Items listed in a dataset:
###

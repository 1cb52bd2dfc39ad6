/// Target (binding) selection and sub-target splitting
use serde::{Deserialize, Serialize};

/// Plugin coordinates bound to a target: which target/validation plugin
/// produced it, and (for validation) which challenge type it answers.
#[derive(Debug, Clone, Serialize, Deserialize, PartialEq, Eq)]
pub struct PluginCoordinates {
    /// Name of the target plugin that produced this binding.
    pub target_plugin: String,
    /// Name of the validation plugin.
    pub validation_plugin: String,
    /// Challenge type the validation plugin answers (e.g. "http-01").
    pub challenge_type: String,
}

impl PluginCoordinates {
    pub fn is_empty(&self) -> bool {
        self.target_plugin.is_empty() || self.validation_plugin.is_empty()
    }
}

/// Optional installation parameters carried on a target.
#[derive(Debug, Clone, Default, Serialize, Deserialize, PartialEq, Eq)]
pub struct InstallationParameters {
    pub ssl_port: Option<u16>,
    pub ssl_ip_address: Option<String>,
    pub validation_port: Option<u16>,
}

/// The certificate subject description: a primary host, alternative names,
/// and the plugin coordinates that produced it.
#[derive(Debug, Clone, Serialize, Deserialize, PartialEq, Eq)]
pub struct Target {
    pub primary_host: String,
    pub alternative_names: Vec<String>,
    pub plugin: PluginCoordinates,
    pub installation: InstallationParameters,
}

impl Target {
    pub fn new(primary_host: impl Into<String>, plugin: PluginCoordinates) -> Self {
        Self {
            primary_host: primary_host.into(),
            alternative_names: Vec::new(),
            plugin,
            installation: InstallationParameters::default(),
        }
    }

    pub fn with_alternative_names(mut self, names: Vec<String>) -> Self {
        self.alternative_names = names;
        self
    }

    /// Two targets share identity when they describe the same binding: same
    /// primary host and same plugin coordinates. Used by the renewal registry
    /// to find/replace records — not full structural equality, since
    /// `alternative_names` may legitimately drift between runs.
    pub fn same_identity(&self, other: &Target) -> bool {
        self.primary_host == other.primary_host && self.plugin == other.plugin
    }

    /// The set of hosts this target covers. When `include_primary_only` is
    /// true, only the primary host is returned; otherwise the primary host
    /// and every alternative name are returned, deduplicated.
    pub fn get_hosts(&self, include_primary_only: bool) -> Vec<String> {
        if include_primary_only {
            return vec![self.primary_host.clone()];
        }
        let mut hosts = Vec::with_capacity(1 + self.alternative_names.len());
        hosts.push(self.primary_host.clone());
        for name in &self.alternative_names {
            if !hosts.contains(name) {
                hosts.push(name.clone());
            }
        }
        hosts
    }
}

/// Distinct union of `get_hosts(false)` across a set of sub-targets, in
/// first-seen order. This is the identifier set placed on the ACME order.
pub fn union_hosts(sub_targets: &[Target]) -> Vec<String> {
    let mut union = Vec::new();
    for sub in sub_targets {
        for host in sub.get_hosts(false) {
            if !union.contains(&host) {
                union.push(host);
            }
        }
    }
    union
}

/// Alternative names across sub-targets, concatenated (not deduplicated
/// against the primary host), matching the renewal driver's step 2: the
/// refreshed binding's `alternative_names` is the concatenation of each
/// sub-target's own alternative names.
pub fn concatenated_alternative_names(sub_targets: &[Target]) -> Vec<String> {
    let mut out = Vec::new();
    for sub in sub_targets {
        out.extend(sub.alternative_names.iter().cloned());
    }
    out
}

/// Run level under which a plugin is being selected or acquired.
#[derive(Debug, Clone, Copy, PartialEq, Eq)]
pub enum RunLevel {
    Unattended,
    Interactive,
}

/// The subset of CLI-observed option fields the renewal engine consumes
/// directly (§6). Parsing and binding those options from argv is out of
/// scope here.
#[derive(Debug, Clone, Default)]
pub struct RunOptions {
    pub renew: bool,
    pub force_renewal: bool,
    pub plugin: Option<String>,
    pub cancel: bool,
    pub validation: Option<String>,
    pub validation_mode: Option<String>,
    pub installation: Vec<String>,
    pub script: Option<String>,
    pub script_parameters: Option<String>,
    pub central_ssl_store: Option<String>,
    pub certificate_store: Option<String>,
    pub keep_existing: Option<bool>,
    pub warmup: bool,
    pub test: bool,
    pub close_on_finish: bool,
    pub ssl_port: Option<u16>,
    pub ssl_ip_address: Option<String>,
    pub validation_port: Option<u16>,
    pub no_task_scheduler: bool,
}

#[cfg(test)]
mod tests {
    use super::*;

    fn coords(target: &str, validation: &str, challenge: &str) -> PluginCoordinates {
        PluginCoordinates {
            target_plugin: target.into(),
            validation_plugin: validation.into(),
            challenge_type: challenge.into(),
        }
    }

    #[test]
    fn get_hosts_excludes_alternatives_when_primary_only() {
        let target = Target::new("example.com", coords("manual", "http01", "http-01"))
            .with_alternative_names(vec!["www.example.com".into()]);
        assert_eq!(target.get_hosts(true), vec!["example.com".to_string()]);
        assert_eq!(
            target.get_hosts(false),
            vec!["example.com".to_string(), "www.example.com".to_string()]
        );
    }

    #[test]
    fn union_hosts_deduplicates_across_sub_targets() {
        let a = Target::new("example.com", coords("manual", "http01", "http-01"))
            .with_alternative_names(vec!["a.example.com".into()]);
        let b = Target::new("example.com", coords("manual", "http01", "http-01"))
            .with_alternative_names(vec!["a.example.com".into(), "b.example.com".into()]);
        let union = union_hosts(&[a, b]);
        assert_eq!(
            union,
            vec![
                "example.com".to_string(),
                "a.example.com".to_string(),
                "b.example.com".to_string()
            ]
        );
    }

    #[test]
    fn same_identity_ignores_alternative_names() {
        let a = Target::new("example.com", coords("manual", "http01", "http-01"));
        let b = Target::new("example.com", coords("manual", "http01", "http-01"))
            .with_alternative_names(vec!["extra.example.com".into()]);
        assert!(a.same_identity(&b));

        let c = Target::new("example.com", coords("manual", "dns01", "dns-01"));
        assert!(!a.same_identity(&c));
    }
}
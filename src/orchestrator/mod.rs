//! Orchestrator module for high-level workflow management
//!
//! This module provides the `Orchestrator` trait and implementations for coordinating
//! the various components of the ACME client to perform complex tasks like
//! certificate issuance, renewal, and revocation.

pub mod provisioner;
pub mod renewer;
pub mod validator;

use crate::config::Config;
use crate::error::Result;
use async_trait::async_trait;
use serde::{Deserialize, Serialize};

/// Status of an orchestration task
#[derive(Debug, Clone, Serialize, Deserialize, PartialEq)]
pub enum OrchestrationStatus {
    Pending,
    InProgress { progress: f32, message: String },
    Completed,
    Failed(String),
}

/// Orchestrator trait for executing workflows
#[async_trait]
pub trait Orchestrator: Send + Sync {
    /// Execute the orchestration workflow
    async fn execute(&self, config: &Config) -> Result<()>;

    /// Get current status of the task
    fn status(&self) -> OrchestrationStatus {
        OrchestrationStatus::Pending
    }

    /// Cancel the ongoing task
    async fn cancel(&self) -> Result<()> {
        Ok(())
    }
}

pub use provisioner::CertificateProvisioner;
pub use renewer::CertificateRenewer;
pub use validator::DomainValidator;
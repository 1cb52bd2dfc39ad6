/// Scheduler loop (C7): iterates the renewal registry, selects due records
/// (or every record under `--force-renewal`), drives each one through the
/// renewal engine, and persists the outcome before moving to the next.
///
/// `RenewalDriver::renew` never returns an error — every fallible step
/// inside it is translated into a `RenewResult` with `success=false` (see
/// `renewal::driver`) — so the "wrap C6 in try/catch, log and continue"
/// policy in the source collapses here to simply not stopping the loop on a
/// failed result. The registry write itself can still fail (disk full, …);
/// that failure is logged and does not abort the batch either, matching
/// "one failure must not abort the batch".
use super::driver::{RenewalDriver, RenewalLifecycleHook};
use super::registry::RenewalRegistry;
use super::scope::RenewalContext;
use super::target::RunOptions;
use jiff::Timestamp;

/// One record's processing outcome, reported back to the caller for logging
/// or exit-code computation (§6: "exit code reflects the last error's code").
#[derive(Debug, Clone)]
pub struct RenewOutcome {
    pub primary_host: String,
    pub success: bool,
    pub error_message: Option<String>,
}

pub struct SchedulerLoop<'a> {
    ctx: &'a RenewalContext,
    registry: &'a RenewalRegistry,
    options: &'a RunOptions,
    hook: Option<&'a dyn RenewalLifecycleHook>,
}

impl<'a> SchedulerLoop<'a> {
    pub fn new(ctx: &'a RenewalContext, registry: &'a RenewalRegistry, options: &'a RunOptions) -> Self {
        Self {
            ctx,
            registry,
            options,
            hook: None,
        }
    }

    pub fn with_hook(mut self, hook: &'a dyn RenewalLifecycleHook) -> Self {
        self.hook = Some(hook);
        self
    }

    /// Processes every due record, or every record when `force` is set.
    /// Records are visited in the order the registry yields them; within one
    /// record, target-refresh through scheduled-task registration happens
    /// strictly in order (§5), but across records there is no parallelism.
    pub async fn run_once(&self, force: bool) -> Vec<RenewOutcome> {
        let now = Timestamp::now();
        let mut outcomes = Vec::new();

        for renewal in self.registry.renewals().await {
            if !force && !renewal.is_due(now) {
                tracing::info!(
                    "renewal for {} due after {}, skipping",
                    renewal.target.primary_host,
                    renewal.next_due
                );
                continue;
            }

            let mut driver = RenewalDriver::new(self.ctx, self.options);
            if let Some(hook) = self.hook {
                driver = driver.with_hook(hook);
            }

            let host = renewal.target.primary_host.clone();
            let result = driver.renew(&renewal).await;
            let success = result.success;
            let error_message = result.error_message.clone();

            if let Err(e) = self.registry.save(renewal, &result).await {
                tracing::warn!(
                    "failed to persist renewal result for {host}: {e}; will retry on next run"
                );
            }

            outcomes.push(RenewOutcome {
                primary_host: host,
                success,
                error_message,
            });
        }

        outcomes
    }
}

#[cfg(test)]
mod tests {
    use super::*;
    use crate::renewal::acme::{AcmeClientWrapper, Authorization, Challenge, Order};
    use crate::renewal::plugin::{
        CertificateService, NullInstallationPluginFactory, PluginRegistry, StorePlugin,
        TargetPlugin, TaskScheduler,
    };
    use crate::renewal::registry::{CertRecord, RenewalRegistry, ScheduledRenewal};
    use crate::renewal::target::{PluginCoordinates, RunLevel, Target};
    use async_trait::async_trait;
    use jiff::Span;
    use std::sync::atomic::{AtomicUsize, Ordering};
    use std::sync::Arc;

    fn coords() -> PluginCoordinates {
        PluginCoordinates {
            target_plugin: "manual".into(),
            validation_plugin: "http01".into(),
            challenge_type: "http-01".into(),
        }
    }

    struct ManualTargetPlugin;

    #[async_trait]
    impl TargetPlugin for ManualTargetPlugin {
        fn name(&self) -> &str {
            "manual"
        }
        async fn default(&self, _options: &RunOptions) -> Option<Target> {
            None
        }
        async fn acquire(&self, _options: &RunOptions, _run_level: RunLevel) -> Option<Target> {
            None
        }
        async fn refresh(&self, target: &Target) -> Option<Target> {
            Some(target.clone())
        }
    }

    struct AlwaysValidAcmeClient;

    #[async_trait]
    impl AcmeClientWrapper for AlwaysValidAcmeClient {
        async fn create_order(
            &self,
            identifiers: &[String],
        ) -> super::super::error::Result<Order> {
            Ok(Order {
                url: "https://acme.test/order/1".into(),
                status: "pending".into(),
                authorizations: identifiers.iter().map(|_| "https://acme.test/authz".into()).collect(),
                finalize: "https://acme.test/finalize".into(),
                certificate: None,
            })
        }

        async fn get_authorization_details(
            &self,
            _url: &str,
        ) -> super::super::error::Result<Authorization> {
            Ok(Authorization {
                identifier: "example.com".into(),
                status: "valid".into(),
                challenges: vec![Challenge {
                    challenge_type: "http-01".into(),
                    url: "https://acme.test/chall".into(),
                    status: "valid".into(),
                    token: "token".into(),
                    error: None,
                }],
            })
        }

        async fn get_challenge_details(
            &self,
            _auth: &Authorization,
            challenge: &Challenge,
        ) -> super::super::error::Result<super::super::plugin::ChallengeDetails> {
            Ok(super::super::plugin::ChallengeDetails {
                token: challenge.token.clone(),
                key_authorization: "key".into(),
            })
        }

        async fn submit_challenge_answer(
            &self,
            challenge: &Challenge,
        ) -> super::super::error::Result<Challenge> {
            Ok(challenge.clone())
        }

        async fn decode_challenge(&self, url: &str) -> super::super::error::Result<Challenge> {
            Ok(Challenge {
                challenge_type: "http-01".into(),
                url: url.to_string(),
                status: "valid".into(),
                token: "token".into(),
                error: None,
            })
        }
    }

    struct FakeCertificateService;

    #[async_trait]
    impl CertificateService for FakeCertificateService {
        async fn request_certificate(
            &self,
            _target: &Target,
            _order: &Order,
        ) -> super::super::error::Result<Option<CertRecord>> {
            Ok(Some(CertRecord {
                thumbprint: "thumb".into(),
                certificate_pem: "PEM".into(),
                private_key_pem: "KEY".into(),
                store_ref: String::new(),
            }))
        }
    }

    struct InMemoryStore;

    #[async_trait]
    impl StorePlugin for InMemoryStore {
        async fn find_by_thumbprint(
            &self,
            _thumbprint: &str,
        ) -> super::super::error::Result<Option<CertRecord>> {
            Ok(None)
        }
        async fn save(&self, _record: CertRecord) -> super::super::error::Result<()> {
            Ok(())
        }
        async fn delete(&self, _record: &CertRecord) -> super::super::error::Result<()> {
            Ok(())
        }
    }

    struct NullTaskScheduler {
        calls: Arc<AtomicUsize>,
    }

    #[async_trait]
    impl TaskScheduler for NullTaskScheduler {
        async fn ensure_task_scheduler(&self) -> super::super::error::Result<()> {
            self.calls.fetch_add(1, Ordering::SeqCst);
            Ok(())
        }
    }

    fn build_ctx(task_calls: Arc<AtomicUsize>) -> RenewalContext {
        let mut registry = PluginRegistry::new();
        registry.register_target(Arc::new(ManualTargetPlugin));
        registry.register_installation(Arc::new(NullInstallationPluginFactory));
        RenewalContext::new(
            RunLevel::Unattended,
            Arc::new(registry),
            Arc::new(InMemoryStore),
            Arc::new(AlwaysValidAcmeClient),
            Arc::new(FakeCertificateService),
            Arc::new(NullTaskScheduler { calls: task_calls }),
        )
    }

    #[tokio::test]
    async fn s6_not_yet_due_is_skipped_without_driving_renewal() {
        let dir = tempfile::tempdir().unwrap();
        let registry = RenewalRegistry::open(dir.path().join("r.json"), Span::new().days(60))
            .await
            .unwrap();
        let target = Target::new("example.com", coords());
        let mut renewal = ScheduledRenewal::new(target.clone(), registry.renewal_window).unwrap();
        renewal.next_due = Timestamp::now().checked_add(Span::new().days(1)).unwrap();
        registry
            .save(renewal, &super::super::registry::RenewResult::failure("not run yet"))
            .await
            .unwrap();

        let task_calls = Arc::new(AtomicUsize::new(0));
        let ctx = build_ctx(task_calls.clone());
        let options = RunOptions::default();
        let scheduler = SchedulerLoop::new(&ctx, &registry, &options);

        let outcomes = scheduler.run_once(false).await;

        assert!(outcomes.is_empty());
        assert_eq!(task_calls.load(Ordering::SeqCst), 0);
    }

    #[tokio::test]
    async fn due_record_is_processed_and_persisted() {
        let dir = tempfile::tempdir().unwrap();
        let registry = RenewalRegistry::open(dir.path().join("r.json"), Span::new().days(60))
            .await
            .unwrap();
        let target = Target::new("example.com", coords());
        let mut renewal = ScheduledRenewal::new(target.clone(), registry.renewal_window).unwrap();
        renewal.next_due = Timestamp::now().checked_sub(Span::new().days(1)).unwrap();
        renewal.installation_plugin_names = vec!["null".into()];
        registry
            .save(renewal, &super::super::registry::RenewResult::failure("scheduled"))
            .await
            .unwrap();

        let task_calls = Arc::new(AtomicUsize::new(0));
        let ctx = build_ctx(task_calls.clone());
        let options = RunOptions::default();
        let scheduler = SchedulerLoop::new(&ctx, &registry, &options);

        let outcomes = scheduler.run_once(false).await;

        assert_eq!(outcomes.len(), 1);
        assert!(outcomes[0].success, "{:?}", outcomes[0].error_message);

        let due_again: Vec<_> = registry
            .renewals()
            .await
            .into_iter()
            .filter(|r| r.is_due(Timestamp::now()))
            .collect();
        assert!(due_again.is_empty(), "idempotent due scan must find nothing after a success");
    }
}
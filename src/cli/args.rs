/// CLI argument parsing and configuration
use clap::{Parser, Subcommand};

#[derive(Parser)]
#[command(name = "acmex")]
#[command(about = "ACME v2 client for obtaining TLS certificates", long_about = None)]
#[command(version)]
pub struct Cli {
    #[command(subcommand)]
    pub command: Commands,

    /// Log level (trace, debug, info, warn, error)
    #[arg(global = true, short, long, default_value = "info")]
    pub log_level: String,
}

#[derive(Subcommand)]
pub enum Commands {
    /// Obtain a new certificate
    Obtain(ObtainArgs),

    /// Renew an existing certificate
    Renew(RenewArgs),

    /// Start automatic renewal daemon
    Daemon(DaemonArgs),

    /// Show certificate info
    Info(InfoArgs),

    /// Account management
    Account(AccountArgs),

    /// Start API server
    Serve(ServeArgs),
}

#[derive(Parser)]
pub struct ObtainArgs {
    /// Domain(s) to obtain certificate for
    #[arg(short, long, required = true)]
    pub domains: Vec<String>,

    /// Contact email for ACME account
    #[arg(short, long)]
    pub email: String,

    /// Challenge type (http-01, dns-01, tls-alpn-01)
    #[arg(short, long, default_value = "http-01")]
    pub challenge: String,

    /// Output certificate path
    #[arg(short, long, default_value = "certificate.pem")]
    pub cert_path: String,

    /// Output private key path
    #[arg(short, long, default_value = "private_key.pem")]
    pub key_path: String,

    /// Use production Let's Encrypt
    #[arg(long, default_value_t = false)]
    pub prod: bool,

    /// DNS provider (cloudflare, digitalocean, linode, route53)
    #[arg(long)]
    pub dns_provider: Option<String>,
}

#[derive(Parser)]
pub struct RenewArgs {
    /// Domain(s) to renew
    #[arg(short, long, required = true)]
    pub domains: Vec<String>,

    /// Certificate storage directory
    #[arg(short, long, default_value = ".acmex")]
    pub storage_path: String,

    /// Force renewal even if not due
    #[arg(long, default_value_t = false)]
    pub force: bool,
}

#[derive(Parser)]
pub struct DaemonArgs {
    /// Domain(s) to manage
    #[arg(short, long, required = true)]
    pub domains: Vec<String>,

    /// Config file path (TOML format)
    #[arg(short, long)]
    pub config: Option<String>,

    /// Storage directory
    #[arg(short, long, default_value = ".acmex")]
    pub storage_path: String,

    /// Check interval (seconds)
    #[arg(long, default_value = "3600")]
    pub check_interval: u64,

    /// Renew before expiry (days)
    #[arg(long, default_value = "30")]
    pub renew_before_days: u64,

    /// Notification email
    #[arg(long)]
    pub notify_email: Option<String>,
}

#[derive(Parser)]
pub struct InfoArgs {
    /// Certificate file path
    #[arg(short, long, required = true)]
    pub cert: String,
}

#[derive(Parser)]
pub struct AccountArgs {
    #[command(subcommand)]
    pub command: AccountCommands,
}

#[derive(Subcommand)]
pub enum AccountCommands {
    /// Register a new account
    Register(AccountRegisterArgs),
    /// Update account contacts
    Update(AccountUpdateArgs),
    /// Deactivate account
    Deactivate(AccountDeactivateArgs),
    /// Rotate account key
    RotateKey(AccountRotateKeyArgs),
}

#[derive(Parser)]
pub struct AccountRegisterArgs {
    /// Contact email
    #[arg(short, long, required = true)]
    pub email: String,

    /// Use production Let's Encrypt
    #[arg(long, default_value_t = false)]
    pub prod: bool,

    /// Output account key path
    #[arg(short, long, default_value = "account_key.pem")]
    pub key_path: String,
}

#[derive(Parser)]
pub struct AccountUpdateArgs {
    /// Account key path
    #[arg(short, long, required = true)]
    pub key_path: String,

    /// New contact email
    #[arg(short, long, required = true)]
    pub email: String,

    /// Use production Let's Encrypt
    #[arg(long, default_value_t = false)]
    pub prod: bool,
}

#[derive(Parser)]
pub struct AccountDeactivateArgs {
    /// Account key path
    #[arg(short, long, required = true)]
    pub key_path: String,

    /// Use production Let's Encrypt
    #[arg(long, default_value_t = false)]
    pub prod: bool,
}

#[derive(Parser)]
pub struct AccountRotateKeyArgs {
    /// Current account key path
    #[arg(short, long, required = true)]
    pub key_path: String,

    /// New account key path (output)
    #[arg(short, long, default_value = "account_key_new.pem")]
    pub new_key_path: String,

    /// Use production Let's Encrypt
    #[arg(long, default_value_t = false)]
    pub prod: bool,
}

#[derive(Parser)]
pub struct ServeArgs {
    /// Listen address
    #[arg(short, long, default_value = "127.0.0.1:8080")]
    pub addr: String,

    /// Config file path
    #[arg(short, long)]
    pub config: Option<String>,
}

###

Problem requirements: Taking the records from the top, repeat each line exactly until you have repeated the line that contains "that produced it.".

Reply to the exercise:
repository 1cb52bd2dfc39ad6
/// Target (binding) selection and sub-target splitting
use serde::{Deserialize, Serialize};

/// Plugin coordinates bound to a target: which target/validation plugin
/// produced it, and (for validation) which challenge type it answers.
#[derive(Debug, Clone, Serialize, Deserialize, PartialEq, Eq)]
pub struct PluginCoordinates {
    /// Name of the target plugin that produced this binding.
    pub target_plugin: String,
    /// Name of the validation plugin.
    pub validation_plugin: String,
    /// Challenge type the validation plugin answers (e.g. "http-01").
    pub challenge_type: String,
}

impl PluginCoordinates {
    pub fn is_empty(&self) -> bool {
        self.target_plugin.is_empty() || self.validation_plugin.is_empty()
    }
}

/// Optional installation parameters carried on a target.
#[derive(Debug, Clone, Default, Serialize, Deserialize, PartialEq, Eq)]
pub struct InstallationParameters {
    pub ssl_port: Option<u16>,
    pub ssl_ip_address: Option<String>,
    pub validation_port: Option<u16>,
}

/// The certificate subject description: a primary host, alternative names,
/// and the plugin coordinates that produced it.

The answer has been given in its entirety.